* [What this task involves] Every record must be reproduced exactly. Leave none out.

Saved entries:
--------------------------------

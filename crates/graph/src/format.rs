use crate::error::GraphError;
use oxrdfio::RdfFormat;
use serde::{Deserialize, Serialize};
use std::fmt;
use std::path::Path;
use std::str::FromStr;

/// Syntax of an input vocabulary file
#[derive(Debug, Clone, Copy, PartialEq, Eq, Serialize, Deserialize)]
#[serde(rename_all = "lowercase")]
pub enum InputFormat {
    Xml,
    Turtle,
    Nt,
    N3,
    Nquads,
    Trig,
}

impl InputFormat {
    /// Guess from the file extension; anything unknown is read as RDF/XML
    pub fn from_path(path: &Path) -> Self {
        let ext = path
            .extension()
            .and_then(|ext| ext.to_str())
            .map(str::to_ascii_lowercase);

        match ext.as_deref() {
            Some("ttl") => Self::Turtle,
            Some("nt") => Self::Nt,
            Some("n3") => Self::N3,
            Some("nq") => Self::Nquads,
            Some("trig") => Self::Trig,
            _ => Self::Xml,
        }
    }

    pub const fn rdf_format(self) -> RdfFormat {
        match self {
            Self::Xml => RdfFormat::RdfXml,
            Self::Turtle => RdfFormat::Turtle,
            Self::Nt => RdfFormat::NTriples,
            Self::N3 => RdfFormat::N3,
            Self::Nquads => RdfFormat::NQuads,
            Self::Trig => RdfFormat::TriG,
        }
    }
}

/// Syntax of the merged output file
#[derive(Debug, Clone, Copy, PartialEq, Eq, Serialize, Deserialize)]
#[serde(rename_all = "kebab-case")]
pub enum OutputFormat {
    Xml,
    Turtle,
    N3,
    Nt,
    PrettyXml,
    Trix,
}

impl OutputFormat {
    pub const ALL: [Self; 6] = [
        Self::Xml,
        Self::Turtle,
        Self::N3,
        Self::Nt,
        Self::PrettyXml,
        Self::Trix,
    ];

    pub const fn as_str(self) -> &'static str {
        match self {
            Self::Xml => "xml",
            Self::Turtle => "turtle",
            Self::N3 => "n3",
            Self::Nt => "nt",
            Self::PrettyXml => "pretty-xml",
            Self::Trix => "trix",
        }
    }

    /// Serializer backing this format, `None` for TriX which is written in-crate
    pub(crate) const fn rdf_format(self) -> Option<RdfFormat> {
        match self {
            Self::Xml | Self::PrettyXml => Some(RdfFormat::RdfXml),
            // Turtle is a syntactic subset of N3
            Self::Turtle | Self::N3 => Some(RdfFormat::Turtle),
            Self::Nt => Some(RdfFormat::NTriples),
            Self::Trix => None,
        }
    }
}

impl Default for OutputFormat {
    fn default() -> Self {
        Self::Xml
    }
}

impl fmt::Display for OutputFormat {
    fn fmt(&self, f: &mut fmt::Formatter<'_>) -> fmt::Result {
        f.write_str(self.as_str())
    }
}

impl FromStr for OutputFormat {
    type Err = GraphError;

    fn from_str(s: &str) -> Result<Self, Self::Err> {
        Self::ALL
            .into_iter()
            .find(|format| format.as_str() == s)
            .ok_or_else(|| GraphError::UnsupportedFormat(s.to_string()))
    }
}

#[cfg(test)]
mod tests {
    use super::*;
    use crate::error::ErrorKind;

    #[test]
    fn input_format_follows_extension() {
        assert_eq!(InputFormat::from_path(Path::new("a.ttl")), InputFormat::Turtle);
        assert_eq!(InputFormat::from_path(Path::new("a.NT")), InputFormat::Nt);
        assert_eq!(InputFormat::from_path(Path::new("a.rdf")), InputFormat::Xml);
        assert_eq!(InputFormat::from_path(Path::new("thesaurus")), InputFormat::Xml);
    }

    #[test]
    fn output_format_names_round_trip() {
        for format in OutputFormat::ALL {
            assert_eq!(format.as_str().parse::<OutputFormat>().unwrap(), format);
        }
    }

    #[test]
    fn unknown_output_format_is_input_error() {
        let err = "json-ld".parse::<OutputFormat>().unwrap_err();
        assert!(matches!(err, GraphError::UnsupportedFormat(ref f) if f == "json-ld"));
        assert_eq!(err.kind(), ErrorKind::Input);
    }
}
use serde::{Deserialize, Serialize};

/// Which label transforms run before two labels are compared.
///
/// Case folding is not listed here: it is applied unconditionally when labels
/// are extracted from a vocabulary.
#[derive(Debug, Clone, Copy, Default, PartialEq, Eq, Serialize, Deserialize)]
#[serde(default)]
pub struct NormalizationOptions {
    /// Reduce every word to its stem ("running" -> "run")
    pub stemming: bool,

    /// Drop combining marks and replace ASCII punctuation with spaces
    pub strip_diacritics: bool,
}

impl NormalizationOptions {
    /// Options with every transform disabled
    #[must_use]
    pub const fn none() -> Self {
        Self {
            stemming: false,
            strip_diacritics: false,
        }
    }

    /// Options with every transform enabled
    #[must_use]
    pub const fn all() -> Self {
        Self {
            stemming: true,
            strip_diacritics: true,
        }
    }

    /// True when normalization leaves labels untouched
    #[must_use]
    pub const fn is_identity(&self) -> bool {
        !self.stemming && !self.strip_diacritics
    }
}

--------------------------------

* [Your response]
filename crates/graph/src/format.rs
use crate::error::GraphError;
use oxrdfio::RdfFormat;
use serde::{Deserialize, Serialize};
use std::fmt;
use std::path::Path;
use std::str::FromStr;

/// Syntax of an input vocabulary file
#[derive(Debug, Clone, Copy, PartialEq, Eq, Serialize, Deserialize)]
#[serde(rename_all = "lowercase")]
pub enum InputFormat {
    Xml,
    Turtle,
    Nt,
    N3,
    Nquads,
    Trig,
}

impl InputFormat {
    /// Guess from the file extension; anything unknown is read as RDF/XML
    pub fn from_path(path: &Path) -> Self {
        let ext = path
            .extension()
            .and_then(|ext| ext.to_str())
            .map(str::to_ascii_lowercase);

        match ext.as_deref() {
            Some("ttl") => Self::Turtle,
            Some("nt") => Self::Nt,
            Some("n3") => Self::N3,
            Some("nq") => Self::Nquads,
            Some("trig") => Self::Trig,
            _ => Self::Xml,
        }
    }

    pub const fn rdf_format(self) -> RdfFormat {
        match self {
            Self::Xml => RdfFormat::RdfXml,
            Self::Turtle => RdfFormat::Turtle,
            Self::Nt => RdfFormat::NTriples,
            Self::N3 => RdfFormat::N3,
            Self::Nquads => RdfFormat::NQuads,
            Self::Trig => RdfFormat::TriG,
        }
    }
}

/// Syntax of the merged output file
#[derive(Debug, Clone, Copy, PartialEq, Eq, Serialize, Deserialize)]
#[serde(rename_all = "kebab-case")]
pub enum OutputFormat {
    Xml,
    Turtle,
    N3,
    Nt,
    PrettyXml,
    Trix,
}

impl OutputFormat {
    pub const ALL: [Self; 6] = [
        Self::Xml,
        Self::Turtle,
        Self::N3,
        Self::Nt,
        Self::PrettyXml,
        Self::Trix,
    ];

    pub const fn as_str(self) -> &'static str {
        match self {
            Self::Xml => "xml",
            Self::Turtle => "turtle",
            Self::N3 => "n3",
            Self::Nt => "nt",
            Self::PrettyXml => "pretty-xml",
            Self::Trix => "trix",
        }
    }

    /// Serializer backing this format, `None` for TriX which is written in-crate
    pub(crate) const fn rdf_format(self) -> Option<RdfFormat> {
        match self {
            Self::Xml | Self::PrettyXml => Some(RdfFormat::RdfXml),
            // Turtle is a syntactic subset of N3
            Self::Turtle | Self::N3 => Some(RdfFormat::Turtle),
            Self::Nt => Some(RdfFormat::NTriples),
            Self::Trix => None,
        }
    }
}

impl Default for OutputFormat {
    fn default() -> Self {
        Self::Xml
    }
}

impl fmt::Display for OutputFormat {
    fn fmt(&self, f: &mut fmt::Formatter<'_>) -> fmt::Result {
        f.write_str(self.as_str())
    }
}

impl FromStr for OutputFormat {
    type Err = GraphError;

    fn from_str(s: &str) -> Result<Self, Self::Err> {
        Self::ALL
            .into_iter()
            .find(|format| format.as_str() == s)
            .ok_or_else(|| GraphError::UnsupportedFormat(s.to_string()))
    }
}

#[cfg(test)]
mod tests {
    use super::*;
    use crate::error::ErrorKind;

    #[test]
    fn input_format_follows_extension() {
        assert_eq!(InputFormat::from_path(Path::new("a.ttl")), InputFormat::Turtle);
        assert_eq!(InputFormat::from_path(Path::new("a.NT")), InputFormat::Nt);
        assert_eq!(InputFormat::from_path(Path::new("a.rdf")), InputFormat::Xml);
        assert_eq!(InputFormat::from_path(Path::new("thesaurus")), InputFormat::Xml);
    }

    #[test]
    fn output_format_names_round_trip() {
        for format in OutputFormat::ALL {
            assert_eq!(format.as_str().parse::<OutputFormat>().unwrap(), format);
        }
    }

    #[test]
    fn unknown_output_format_is_input_error() {
        let err = "json-ld".parse::<OutputFormat>().unwrap_err();
        assert!(matches!(err, GraphError::UnsupportedFormat(ref f) if f == "json-ld"));
        assert_eq!(err.kind(), ErrorKind::Input);
    }
}
use serde::{Deserialize, Serialize};

/// Which label transforms run before two labels are compared.
///
/// Case folding is not listed here: it is applied unconditionally when labels
/// are extracted from a vocabulary.
#[derive(Debug, Clone, Copy, Default, PartialEq, Eq, Serialize, Deserialize)]
#[serde(default)]
pub struct NormalizationOptions {
    /// Reduce every word to its stem ("running" -> "run")
    pub stemming: bool,

    /// Drop combining marks and replace ASCII punctuation with spaces
    pub strip_diacritics: bool,
}

impl NormalizationOptions {
    /// Options with every transform disabled
    #[must_use]
    pub const fn none() -> Self {
        Self {
            stemming: false,
            strip_diacritics: false,
        }
    }

    /// Options with every transform enabled
    #[must_use]
    pub const fn all() -> Self {
        Self {
            stemming: true,
            strip_diacritics: true,
        }
    }

    /// True when normalization leaves labels untouched
    #[must_use]
    pub const fn is_identity(&self) -> bool {
        !self.stemming && !self.strip_diacritics
    }
}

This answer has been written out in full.